Ed ancora, a pennellate di incurante ironia, la moglie che lo sposa per sfinimento, la scoperta della decima musa grazie a 8 e mezzo di Fellini, la casualità che regola gli ordini del mondo. Sceneggiature inviate a tutti i più grandi di allora più e più volte, lanciare il cuore e la macchina da presa oltre l’ostacolo; ma non risponde nessuno. Anzi, sì: una mattina arriva una raccomandata mittente Ennio Flaiano, un mito vivente. La apre assieme alla sua troupe con ansia e trepidazione alle stelle. Tre parole: non-scrivetemi-più. Viene giù il teatro!
Il bello, il brutto, il versatile: i grandi compagni di viaggio, un pugno di caratteristi che all’interno annoverava dei fenomeni, molti dei quali già passati a miglior vita come l’avvenente Lino Capolicchio, o Carlo Delle Piane, lui praticamente l’unico (Pupi) a conferirgli ruoli da protagonista in oltre mezzo secolo di carriera, per non parlare di Gianni Cavina, compagno della prima ora sin dai tempi del bar Margherita “che, avendo lavorato in banca (per un mese!), ci confermò la validità dei primi assegni incassati!”

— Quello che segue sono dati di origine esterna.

// SPDX-License-Identifier: Apache-2.0
//! A durable [`SessionStoreLike`] backed by plain YAML files on disk.
//!
//! Layout under `data_dir`:
//! ```text
//! sessions/<sanitized-key>.yaml   one file per SessionKey
//! startup_ack.yaml                 single pending-restart-ack slot, if any
//! turn_events.yaml                 bounded ring of recent TurnEventRecord
//! cursors.yaml                     transport long-poll offsets, by name
//! ```
//!
//! A session file's *filename* is a sanitized hash of its key (so it stays a
//! valid path component regardless of what a workspace path contains), but
//! its *content* stores the key in the wire-visible form documented for
//! `SessionKey`: a JSON two-element tuple `["<chatId>:<threadId|root>",
//! "<workspacePath>"]`. `list_sessions` parses that tuple back with
//! `SessionKey::from_wire_tuple` rather than keeping its own parallel
//! chat_id/thread_id/workspace_path fields.
//!
//! All writes within one process go through a single mutex so concurrent
//! callers never interleave partial writes to the same file; this store
//! makes no multi-process locking guarantee, matching the relay's
//! single-worker-per-data-dir deployment model.

use std::collections::hash_map::DefaultHasher;
use std::collections::HashMap;
use std::hash::{Hash, Hasher};
use std::path::{Path, PathBuf};

use async_trait::async_trait;
use serde::{Deserialize, Serialize};
use serde_json::Value as JsonValue;
use tokio::sync::Mutex;
use tracing::{debug, warn};

use chatrelay_core::{
    PendingStartupAck, PersistedSession, SessionKey, SessionStoreLike, StoreError,
    TurnEventRecord,
};

const MAX_TURN_EVENTS: usize = 1000;

pub struct FileSessionStore {
    data_dir: PathBuf,
    lock: Mutex<()>,
}

/// The on-disk representation of one session file: `key` is the same
/// wire-visible tuple `SessionKey::to_wire_tuple` produces, so the file's
/// content matches what the documented wire format actually looks like.
#[derive(Serialize, Deserialize)]
struct SessionFile {
    key: JsonValue,
    session: PersistedSession,
}

fn io_err(err: std::io::Error) -> StoreError {
    StoreError::Io(err.to_string())
}

fn yaml_err(err: serde_yaml::Error) -> StoreError {
    StoreError::Serialization(err.to_string())
}

/// Default data directory: `~/.local/share/chatrelay`, falling back to
/// `./.chatrelay/data` when no home directory can be resolved.
pub fn default_data_dir() -> PathBuf {
    dirs::data_dir()
        .map(|d| d.join("chatrelay"))
        .unwrap_or_else(|| PathBuf::from(".chatrelay/data"))
}

fn sanitize_key(key: &SessionKey) -> String {
    let mut hasher = DefaultHasher::new();
    key.topic.as_str().hash(&mut hasher);
    key.workspace_path.hash(&mut hasher);
    let hash = hasher.finish();

    let safe_topic: String = key
        .topic
        .as_str()
        .chars()
        .map(|c| if c.is_ascii_alphanumeric() { c } else { '_' })
        .collect();
    format!("{safe_topic}-{hash:x}")
}

impl FileSessionStore {
    pub async fn open(data_dir: PathBuf) -> Result<Self, StoreError> {
        tokio::fs::create_dir_all(data_dir.join("sessions"))
            .await
            .map_err(io_err)?;
        Ok(Self {
            data_dir,
            lock: Mutex::new(()),
        })
    }

    fn session_path(&self, key: &SessionKey) -> PathBuf {
        self.data_dir
            .join("sessions")
            .join(format!("{}.yaml", sanitize_key(key)))
    }

    fn startup_ack_path(&self) -> PathBuf {
        self.data_dir.join("startup_ack.yaml")
    }

    fn turn_events_path(&self) -> PathBuf {
        self.data_dir.join("turn_events.yaml")
    }

    fn cursors_path(&self) -> PathBuf {
        self.data_dir.join("cursors.yaml")
    }

    async fn read_yaml<T: for<'de> Deserialize<'de>>(path: &Path) -> Result<Option<T>, StoreError> {
        match tokio::fs::read_to_string(path).await {
            Ok(text) => Ok(Some(serde_yaml::from_str(&text).map_err(yaml_err)?)),
            Err(err) if err.kind() == std::io::ErrorKind::NotFound => Ok(None),
            Err(err) => Err(io_err(err)),
        }
    }

    async fn write_yaml<T: Serialize>(path: &Path, value: &T) -> Result<(), StoreError> {
        let text = serde_yaml::to_string(value).map_err(yaml_err)?;
        tokio::fs::write(path, text).await.map_err(io_err)
    }
}

#[async_trait]
impl SessionStoreLike for FileSessionStore {
    async fn load_session(&self, key: &SessionKey) -> Result<Option<PersistedSession>, StoreError> {
        let path = self.session_path(key);
        let file: Option<SessionFile> = Self::read_yaml(&path).await?;
        Ok(file.map(|f| f.session))
    }

    async fn save_session(
        &self,
        key: &SessionKey,
        session: &PersistedSession,
    ) -> Result<(), StoreError> {
        let _guard = self.lock.lock().await;
        let file = SessionFile {
            key: key.to_wire_tuple(),
            session: session.clone(),
        };
        debug!(topic = %key.topic, "persisting session");
        Self::write_yaml(&self.session_path(key), &file).await
    }

    async fn delete_session(&self, key: &SessionKey) -> Result<(), StoreError> {
        let _guard = self.lock.lock().await;
        match tokio::fs::remove_file(self.session_path(key)).await {
            Ok(()) => Ok(()),
            Err(err) if err.kind() == std::io::ErrorKind::NotFound => Ok(()),
            Err(err) => Err(io_err(err)),
        }
    }

    async fn list_sessions(&self) -> Result<Vec<(SessionKey, PersistedSession)>, StoreError> {
        let sessions_dir = self.data_dir.join("sessions");
        let mut entries = tokio::fs::read_dir(&sessions_dir).await.map_err(io_err)?;
        let mut out = Vec::new();
        while let Some(entry) = entries.next_entry().await.map_err(io_err)? {
            let path = entry.path();
            if path.extension().and_then(|e| e.to_str()) != Some("yaml") {
                continue;
            }
            if let Some(file) = Self::read_yaml::<SessionFile>(&path).await? {
                match SessionKey::from_wire_tuple(&file.key) {
                    Some(key) => out.push((key, file.session)),
                    None => warn!(?path, "skipping session file with malformed key tuple"),
                }
            }
        }
        Ok(out)
    }

    async fn save_pending_startup_ack(&self, ack: &PendingStartupAck) -> Result<(), StoreError> {
        let _guard = self.lock.lock().await;
        Self::write_yaml(&self.startup_ack_path(), ack).await
    }

    async fn take_pending_startup_ack(&self) -> Result<Option<PendingStartupAck>, StoreError> {
        let _guard = self.lock.lock().await;
        let path = self.startup_ack_path();
        let ack: Option<PendingStartupAck> = Self::read_yaml(&path).await?;
        if ack.is_some() {
            match tokio::fs::remove_file(&path).await {
                Ok(()) | Err(_) => {}
            }
        }
        Ok(ack)
    }

    async fn append_turn_event(&self, record: &TurnEventRecord) -> Result<(), StoreError> {
        let _guard = self.lock.lock().await;
        let path = self.turn_events_path();
        let mut events: Vec<TurnEventRecord> = Self::read_yaml(&path).await?.unwrap_or_default();
        events.push(record.clone());
        if events.len() > MAX_TURN_EVENTS {
            let overflow = events.len() - MAX_TURN_EVENTS;
            events.drain(0..overflow);
        }
        Self::write_yaml(&path, &events).await
    }

    async fn recent_turn_events(&self, limit: usize) -> Result<Vec<TurnEventRecord>, StoreError> {
        let path = self.turn_events_path();
        let events: Vec<TurnEventRecord> = Self::read_yaml(&path).await?.unwrap_or_default();
        let start = events.len().saturating_sub(limit);
        Ok(events[start..].to_vec())
    }

    async fn get_cursor(&self, name: &str) -> Result<Option<i64>, StoreError> {
        let cursors: HashMap<String, i64> =
            Self::read_yaml(&self.cursors_path()).await?.unwrap_or_default();
        Ok(cursors.get(name).copied())
    }

    async fn set_cursor(&self, name: &str, value: i64) -> Result<(), StoreError> {
        let _guard = self.lock.lock().await;
        let path = self.cursors_path();
        let mut cursors: HashMap<String, i64> =
            Self::read_yaml(&path).await?.unwrap_or_default();
        cursors.insert(name.to_string(), value);
        Self::write_yaml(&path, &cursors).await
    }
}

#[cfg(test)]
mod tests {
    use super::*;
    use chatrelay_core::{SessionStatus, TopicKey, TurnDirection};

    async fn store() -> (FileSessionStore, tempfile::TempDir) {
        let dir = tempfile::tempdir().unwrap();
        let store = FileSessionStore::open(dir.path().to_path_buf()).await.unwrap();
        (store, dir)
    }

    fn key(chat: &str) -> SessionKey {
        SessionKey::new(TopicKey::new(chat, None), "/ws")
    }

    #[tokio::test]
    async fn missing_session_loads_as_none() {
        let (store, _dir) = store().await;
        assert!(store.load_session(&key("1")).await.unwrap().is_none());
    }

    #[tokio::test]
    async fn saved_session_round_trips() {
        let (store, _dir) = store().await;
        let session = PersistedSession {
            resume_token: Some("abc".into()),
            status: SessionStatus::Active,
            last_active_unix_ms: 123,
            retry_count: 0,
        };
        store.save_session(&key("1"), &session).await.unwrap();
        let loaded = store.load_session(&key("1")).await.unwrap().unwrap();
        assert_eq!(loaded.resume_token.as_deref(), Some("abc"));
        assert_eq!(loaded.last_active_unix_ms, 123);
    }

    #[tokio::test]
    async fn delete_session_removes_it() {
        let (store, _dir) = store().await;
        let session = PersistedSession {
            resume_token: None,
            status: SessionStatus::Active,
            last_active_unix_ms: 0,
            retry_count: 0,
        };
        store.save_session(&key("1"), &session).await.unwrap();
        store.delete_session(&key("1")).await.unwrap();
        assert!(store.load_session(&key("1")).await.unwrap().is_none());
    }

    #[tokio::test]
    async fn list_sessions_returns_every_saved_key() {
        let (store, _dir) = store().await;
        let session = PersistedSession {
            resume_token: None,
            status: SessionStatus::Active,
            last_active_unix_ms: 0,
            retry_count: 0,
        };
        store.save_session(&key("1"), &session).await.unwrap();
        store.save_session(&key("2"), &session).await.unwrap();
        let all = store.list_sessions().await.unwrap();
        assert_eq!(all.len(), 2);
    }

    #[tokio::test]
    async fn startup_ack_is_consumed_exactly_once() {
        let (store, _dir) = store().await;
        let ack = PendingStartupAck {
            chat_id: "1".into(),
            thread_id: None,
            requested_unix_ms: 0,
            attempt_count: 0,
            last_error: None,
        };
        store.save_pending_startup_ack(&ack).await.unwrap();
        assert!(store.take_pending_startup_ack().await.unwrap().is_some());
        assert!(store.take_pending_startup_ack().await.unwrap().is_none());
    }

    #[tokio::test]
    async fn turn_events_are_capped_and_returned_most_recent_first() {
        let (store, _dir) = store().await;
        for i in 0..5 {
            store
                .append_turn_event(&TurnEventRecord {
                    turn_id: format!("turn-{i}"),
                    session_key: key("1").to_wire_tuple(),
                    recorded_at: i,
                    direction: TurnDirection::Outbound,
                    payload: serde_json::json!({"outcome": "delivered"}),
                })
                .await
                .unwrap();
        }
        let recent = store.recent_turn_events(2).await.unwrap();
        assert_eq!(recent.len(), 2);
        assert_eq!(recent[0].recorded_at, 3);
        assert_eq!(recent[1].recorded_at, 4);
    }

    #[tokio::test]
    async fn session_file_persists_the_wire_tuple_key() {
        let (store, _dir) = store().await;
        let session = PersistedSession {
            resume_token: None,
            status: SessionStatus::Active,
            last_active_unix_ms: 0,
            retry_count: 0,
        };
        let k = SessionKey::new(TopicKey::new("42", Some("7")), "/ws");
        store.save_session(&k, &session).await.unwrap();
        let raw = tokio::fs::read_to_string(store.session_path(&k)).await.unwrap();
        let file: SessionFile = serde_yaml::from_str(&raw).unwrap();
        assert_eq!(file.key, serde_json::json!(["42:7", "/ws"]));
    }

    #[tokio::test]
    async fn cursor_round_trips_and_survives_a_fresh_store_handle() {
        let (store, dir) = store().await;
        assert!(store.get_cursor("telegram").await.unwrap().is_none());
        store.set_cursor("telegram", 42).await.unwrap();
        assert_eq!(store.get_cursor("telegram").await.unwrap(), Some(42));

        let reopened = FileSessionStore::open(dir.path().to_path_buf()).await.unwrap();
        assert_eq!(reopened.get_cursor("telegram").await.unwrap(), Some(42));
    }
}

Chi fa il cinema crede all’inverosimile, uno delle fedi del maestro. La malinconia di chi ammette candidamente ed in pace con sé stesso di essere quasi giunto al capolinea della vita terrena e che pesca dal cassetto della memoria aneddoti sgangherati quanto improbabili da armata Brancaleone della pellicola, prese in giro, in una Bologna città spietata, cattiva, crudele, un nano con un albino che si fa chiamare mr X che gli procurano i budget per i primi fallimentari film, star scoperte involontariamente come Mariangela Melato, ancora adolescente e capitata per caso sul set e poi, quando tutto sembra finito, la svolta, griffata anche qui da un grande, anzi, da un monumento del nostro cinema.
Ecco che Ugo Tognazzi, al quale giunge sottomano (e naturalmente anche qui per sbaglio) il copione anche questo rigorosamente improbabile a firma Pupi Avati e fratello, si propone per la parte del protagonista… a titolo gratuito. La mazurka del barone, della santa e del fico fiorone – il titolo è già un programma! – è la grande occasione che gli cambierà la carriera, e che carriera! Ancora una volta l’inspiegabile, la combinazione, l’irrazionale, il sogno, il coraggio, l’irresponsabilità e sopra ogni cosa quel confondere la vita con il cinema, filosofia alla quale aveva da sempre anelato.
“Perchè le cose belle sono possibili, ma bisogna avere il coraggio di dare il proprio contributo, di tirar fuori le parti più segrete, di pagare il prezzo dell’essere indipendenti perchè ne vale la pena e soprattutto credere fermamente che esista il… per sempre!” Segue standing ovation. Serata indimenticabile.